Kini empat orang berdiri di dekat tangga. Sambo berhadapan dengan Yosua. Sedangkan Eliezer, Kuat, dan Ricky di arah jam sepuluh dan sebelas dari Yosua. Jarak antara Yosua dan mereka sekitar satu setengah meter.
Titik mereka itu sekitar 3 meter dari kamar Putri Candrawathi, yang pintunya tertutup.
Sambo marah ke Yosua: ”Kamu tega sama saya, ya... Kamu kurang ajar sama saya, ya...”
Sambo ke Eliezer: ”Chard... Tembak...”
Eliezer sudah pegang pistol, tapi belum juga menembak. Mungkin grogi.
Sambo: ”Woooi... Cepat tembak...”
Dor... dor... dor...
Tembakan pertama kena dada kanan atas. Menembus tulang belikat. Tembakan kedua menyerempet pundak kanan. Refleks, tangan kiri Yosua melindungi wajah.

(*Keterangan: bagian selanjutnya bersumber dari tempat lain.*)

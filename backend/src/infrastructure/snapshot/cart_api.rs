use super::loader::{load_json, SnapshotError};
use crate::application::dto::CartShippingMethod;
use crate::application::ports::CartApi;
use crate::domain::value_objects::CartId;
use anyhow::Result;
use async_trait::async_trait;
use std::collections::HashMap;
use std::path::Path;
use tracing::{debug, info};

/// Shipping methods per cart, served from a JSON object keyed by cart id
pub struct SnapshotCartApi {
    methods: HashMap<String, Vec<CartShippingMethod>>,
}

impl SnapshotCartApi {
    pub fn from_methods(methods: HashMap<String, Vec<CartShippingMethod>>) -> Self {
        SnapshotCartApi { methods }
    }

    pub async fn load(path: impl AsRef<Path>) -> Result<Self, SnapshotError> {
        let methods: HashMap<String, Vec<CartShippingMethod>> = load_json(path).await?;
        info!("Loaded shipping methods for {} carts", methods.len());
        Ok(Self::from_methods(methods))
    }
}

#[async_trait]
impl CartApi for SnapshotCartApi {
    async fn get_shipment_methods(&self, cart_id: &CartId) -> Result<Vec<CartShippingMethod>> {
        let methods = self.methods.get(cart_id.as_str()).cloned().unwrap_or_default();
        debug!("{} shipping methods on record for cart {}", methods.len(), cart_id);
        Ok(methods)
    }
}
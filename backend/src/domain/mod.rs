// Domain layer module
pub mod aggregates;
pub mod base;
pub mod catalog;
pub mod entities;
pub mod order;
pub mod validation;
pub mod value_objects;

pub use aggregates::*;
pub use base::*;
pub use catalog::*;
pub use entities::*;
pub use order::*;
pub use validation::*;
pub use value_objects::*;
use crate::domain::value_objects::{Currency, Language};

/// The currency and language a storefront request is served in
#[derive(Debug, Clone, PartialEq)]
pub struct StoreContext {
    pub currency: Currency,
    pub language: Language,
}

impl StoreContext {
    pub fn new(currency: Currency, language: Language) -> Self {
        Self { currency, language }
    }
}
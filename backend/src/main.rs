use anyhow::{bail, Context, Result};
use std::sync::Arc;
use storefront::application::{CartValidator, StoreContext};
use storefront::domain::{Currency, Language, ShoppingCart};
use storefront::infrastructure::{
    load_json, CacheConfig, InMemoryCacheManager, SnapshotCartApi, SnapshotCatalog,
};
use tracing::info;
use tracing_subscriber::EnvFilter;

const USAGE: &str =
    "usage: storefront <cart.json> <catalog.json> <shipping-methods.json> [currency] [language]";

#[tokio::main]
async fn main() -> Result<()> {
    tracing_subscriber::fmt()
        .with_env_filter(
            EnvFilter::try_from_default_env().unwrap_or_else(|_| EnvFilter::new("info")),
        )
        .with_writer(std::io::stderr)
        .init();

    let args: Vec<String> = std::env::args().skip(1).collect();
    if args.len() < 3 {
        bail!(USAGE);
    }

    let mut cart: ShoppingCart = load_json(&args[0])
        .await
        .context("Failed to load cart")?;
    let catalog = SnapshotCatalog::load(&args[1])
        .await
        .context("Failed to load catalog")?;
    let cart_api = SnapshotCartApi::load(&args[2])
        .await
        .context("Failed to load shipping methods")?;

    let language = match args.get(4) {
        Some(culture_name) => Language::new(culture_name.as_str())?,
        None => cart.language.clone(),
    };
    let currency = match args.get(3) {
        Some(code) => Currency::new(&language, code),
        None => cart.currency.clone(),
    };
    let ctx = StoreContext::new(currency, language);

    let cache = InMemoryCacheManager::new(CacheConfig::from_env());
    let validator = CartValidator::new(Arc::new(catalog), Arc::new(cart_api), Arc::new(cache));

    validator
        .validate(&mut cart, &ctx)
        .await
        .context("Cart validation failed")?;

    info!(
        "Cart has {} error(s) and {} warning(s)",
        count_errors(&cart),
        count_warnings(&cart)
    );

    println!("{}", serde_json::to_string_pretty(&cart)?);
    Ok(())
}

fn count_errors(cart: &ShoppingCart) -> usize {
    cart.items.iter().map(|i| i.validation_errors.len()).sum::<usize>()
        + cart.shipments.iter().map(|s| s.validation_errors.len()).sum::<usize>()
}

fn count_warnings(cart: &ShoppingCart) -> usize {
    cart.items.iter().map(|i| i.validation_warnings.len()).sum::<usize>()
        + cart.shipments.iter().map(|s| s.validation_warnings.len()).sum::<usize>()
}
/// Base DDD abstractions for the domain layer
use std::fmt::Debug;

/// Trait for value objects - immutable objects defined by their attributes
/// Value objects are equal if all their attributes are equal
pub trait ValueObject: Clone + PartialEq + Debug {}

/// Trait for entities - objects with identity that can change over time
///
/// Storefront entities are assembled before the backend assigns them an id,
/// so the identity is optional. An entity without one is transient.
pub trait Entity: Debug {
    type Id: ValueObject;

    fn id(&self) -> Option<&Self::Id>;

    /// Whether the entity has not been persisted by the backend yet
    fn is_transient(&self) -> bool {
        self.id().is_none()
    }
}

/// Result type for domain operations
pub type DomainResult<T> = Result<T, DomainError>;

/// Domain-specific errors
#[derive(Debug, Clone, PartialEq, Eq)]
pub enum DomainError {
    /// Invalid value provided
    InvalidValue(String),
    /// Arithmetic between amounts tagged with different currencies
    CurrencyMismatch { left: String, right: String },
    /// An amount outside the representable range
    AmountOverflow(String),
}

impl std::fmt::Display for DomainError {
    fn fmt(&self, f: &mut std::fmt::Formatter<'_>) -> std::fmt::Result {
        match self {
            DomainError::InvalidValue(msg) => write!(f, "Invalid value: {}", msg),
            DomainError::CurrencyMismatch { left, right } => {
                write!(f, "Currency mismatch: {} vs {}", left, right)
            }
            DomainError::AmountOverflow(msg) => write!(f, "Amount overflow: {}", msg),
        }
    }
}

impl std::error::Error for DomainError {}
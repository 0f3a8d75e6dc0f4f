/// JSON snapshot adapters standing in for the remote commerce APIs
mod cart_api;
mod catalog;
mod loader;

pub use cart_api::SnapshotCartApi;
pub use catalog::SnapshotCatalog;
pub use loader::{load_json, SnapshotError};
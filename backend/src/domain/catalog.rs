/// Catalog data as returned by the catalog search service
use super::value_objects::{Currency, Money, ProductId};
use serde::{Deserialize, Serialize};

/// Stock information for a product in a fulfillment center
#[derive(Debug, Clone, Default, PartialEq, Serialize, Deserialize)]
#[serde(rename_all = "camelCase")]
pub struct Inventory {
    pub fulfillment_center_id: Option<String>,
    pub in_stock_quantity: Option<i64>,
    pub reserved_quantity: Option<i64>,
    #[serde(default)]
    pub allow_backorder: bool,
    #[serde(default)]
    pub allow_preorder: bool,
}

impl Inventory {
    /// In-stock quantity less reservations; `None` when stock is unknown
    pub fn available_quantity(&self) -> Option<i64> {
        self.in_stock_quantity
            .map(|in_stock| in_stock.saturating_sub(self.reserved_quantity.unwrap_or(0)))
    }
}

/// The price for buying at least `quantity` units
#[derive(Debug, Clone, PartialEq, Serialize, Deserialize)]
#[serde(rename_all = "camelCase")]
pub struct TierPrice {
    pub quantity: i64,
    pub price: Money,
    pub price_with_tax: Money,
    pub discount_amount: Money,
}

impl TierPrice {
    /// Price after discounts
    pub fn actual_price(&self) -> Money {
        self.price
            .checked_sub(&self.discount_amount)
            .unwrap_or_else(|_| self.price.clone())
    }
}

/// A product's price list in one currency
#[derive(Debug, Clone, PartialEq, Serialize, Deserialize)]
#[serde(rename_all = "camelCase")]
pub struct ProductPrice {
    pub currency: Currency,
    pub list_price: Money,
    pub sale_price: Money,
    pub sale_price_with_tax: Money,
    pub discount_amount: Money,
    #[serde(default)]
    pub tier_prices: Vec<TierPrice>,
}

impl ProductPrice {
    /// A single-tier price list where list and sale price are `price`
    pub fn flat(price: Money) -> Self {
        ProductPrice {
            currency: price.currency().clone(),
            list_price: price.clone(),
            sale_price: price.clone(),
            sale_price_with_tax: price.clone(),
            discount_amount: Money::zero(price.currency()),
            tier_prices: Vec::new(),
        }
    }

    /// The tier that applies when buying `quantity` units
    ///
    /// Picks the tier with the highest minimum quantity not above
    /// `quantity`, falling back to the sale price.
    pub fn tier_price(&self, quantity: i64) -> TierPrice {
        self.tier_prices
            .iter()
            .filter(|tier| tier.quantity <= quantity)
            .max_by_key(|tier| tier.quantity)
            .cloned()
            .unwrap_or_else(|| TierPrice {
                quantity: 1,
                price: self.sale_price.clone(),
                price_with_tax: self.sale_price_with_tax.clone(),
                discount_amount: self.discount_amount.clone(),
            })
    }
}

/// A catalog product with the data the cart validator needs
#[derive(Debug, Clone, PartialEq, Serialize, Deserialize)]
#[serde(rename_all = "camelCase")]
pub struct Product {
    pub id: ProductId,
    pub name: Option<String>,
    pub sku: Option<String>,
    #[serde(default)]
    pub is_active: bool,
    #[serde(default)]
    pub is_buyable: bool,
    #[serde(default)]
    pub track_inventory: bool,
    pub inventory: Option<Inventory>,
    pub price: ProductPrice,
}

impl Product {
    pub fn new(id: ProductId, price: ProductPrice) -> Self {
        Product {
            id,
            name: None,
            sku: None,
            is_active: true,
            is_buyable: true,
            track_inventory: false,
            inventory: None,
            price,
        }
    }

    pub fn with_inventory(mut self, inventory: Inventory) -> Self {
        self.track_inventory = true;
        self.inventory = Some(inventory);
        self
    }

    /// Whether the product can be put in a cart at all
    pub fn is_purchasable(&self) -> bool {
        self.is_active && self.is_buyable
    }
}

Tembakan ketiga menyerempet lengan kiri, kena dagu. Yosua tumbang.
Dalam kondisi Yosua masih bergerak hendak bangkit, Sambo menembak belakang kepala, tembus hidung. Di situ tulang tengkorak Yosua pecah. Tewas.
Lantas, Sambo membuat rekayasa. Menembak-nembak dinding beberapa kali. Lalu, menempelkan pistol ke tangan Yosua. Mungkin, dengan maksud agar di gagang pistol ada sidik jari Yosua.
Tapi, soal doa Eliezer itu dipertanyakan jaksa di sidang. Tepatnya, jaksa membaca surat dakwaan.
Jaksa: ”Saksi Richard Eliezer Pudihang Lumiu naik ke lantai 2, masuk ke kamar ajudan. Namun, bukannya berpikir untuk mengurungkan dan menghindarkan diri dari rencana jahat tersebut, saksi Richard Eliezer justru melakukan ritual berdoa berdasarkan keyakinannya, meneguhkan kehendaknya sebelum melakukan perbuatan merampas nyawa Korban Nofriansyah Yosua Hutabarat.”
Maksud jaksa, Eliezer malah meneguhkan niat membunuh dengan cara berdoa. Tafsir jaksa itu unik juga.
Setelah sidang, Ronny Talapessy, pengacara Eliezer, ditanya wartawan, benarkah Eliezer berdoa untuk meneguhkan niatnya membunuh?
Ronny: ”O, tidak begitu. Posisi klien kami ketakutan, karena tidak berani menolak perintah komandan. Ia berdoa agar penembakan tidak terjadi.”